Association football stadium in Zaprešić, Croatia

Ivan Laljak-Ivić Stadium (Stadion Ivan Laljak-Ivić) is a football stadium inside the sports complex ŠRC Zaprešić in Zaprešić, Croatia. The primary user of this stadium is a football club NK Inker Zaprešić. The stadium has a capacity of 5,228.

== History ==
The stadium was being built gradually.

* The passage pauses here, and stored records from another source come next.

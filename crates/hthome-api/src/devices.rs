// Device Directory and per-device endpoints
//
// Inherent methods on `HtClient` for `proxy/ctoc/*`. All calls go through
// the resilient verbs so an expired token is refreshed transparently.

use tracing::debug;

use crate::client::{HtClient, decode_json, ensure_success};
use crate::error::{DecodeError, Error};
use crate::models::{
    CommandRequest, DeviceDetail, DeviceDetailResponse, DeviceRecord, DevicesResponse,
    StatusEntry,
};

const DEVICES_PATH: &str = "proxy/ctoc/devices";

fn device_path(resource: &str, device_id: &str) -> String {
    format!("proxy/ctoc/{resource}/{device_id}")
}

impl HtClient {
    /// List every device registered to the authorized household.
    ///
    /// `GET proxy/ctoc/devices`. Order follows the vendor's response.
    pub async fn discover(&self) -> Result<Vec<DeviceRecord>, Error> {
        let resp = ensure_success(self.get(DEVICES_PATH).await?, "fetch devices")?;
        let devices: DevicesResponse = decode_json(resp, "device list").await?;

        let records: Vec<DeviceRecord> = devices
            .data
            .device_list
            .into_iter()
            .map(DeviceRecord::from)
            .collect();
        debug!(count = records.len(), "discovered devices");
        Ok(records)
    }

    /// Fetch the full status list of one device.
    ///
    /// `resource` is the vendor's plural path segment (`lights`, ...).
    pub async fn device_detail(
        &self,
        resource: &str,
        device_id: &str,
    ) -> Result<DeviceDetail, Error> {
        let resp = ensure_success(
            self.get(&device_path(resource, device_id)).await?,
            "fetch device state",
        )?;
        let detail: DeviceDetailResponse = decode_json(resp, "device detail").await?;
        Ok(detail.data)
    }

    /// Issue a command list to one device.
    pub async fn send_commands(
        &self,
        resource: &str,
        device_id: &str,
        commands: &[StatusEntry],
    ) -> Result<(), Error> {
        let body = serde_json::to_value(CommandRequest {
            command_list: commands,
        })
        .map_err(|e| DecodeError::new("command list", &e, ""))?;

        ensure_success(
            self.put(&device_path(resource, device_id), &body).await?,
            "update device state",
        )?;
        Ok(())
    }
}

The first football pitch on the stadium's current location was opened back in 1962. In 1987, the larger eastern stand was built in order to fulfill the needs of Summer Universiade held that same year. In 2005, after NK Inter Zaprešić finished runners-up in Croatian First Football league, the stadium received the new floodlights. In 2016 the city of Zaprešić decided to rebuild the adjacent training grounds inside the complex. For this purpose the brand new artificial turf pitch was built, while smaller, already existing artificial turf pitch was renovated. In May 2018, reconstruction of main football pitch started. This includes: implementation of new ground drainage, ground heating system and installation of new hybrid grass. On December 14, 2019 an assembly of Inter Zaprešić was held to commemorate 90 years of the club. The assembly decided to rename ŠRC Zaprešić to Ivan Laljak-Ivić stadium in honour of their late president. Under the guidance of Laljak-Ivić Inter entered the First League of Croatia and achieved their greatest success, winning the Croatian cup.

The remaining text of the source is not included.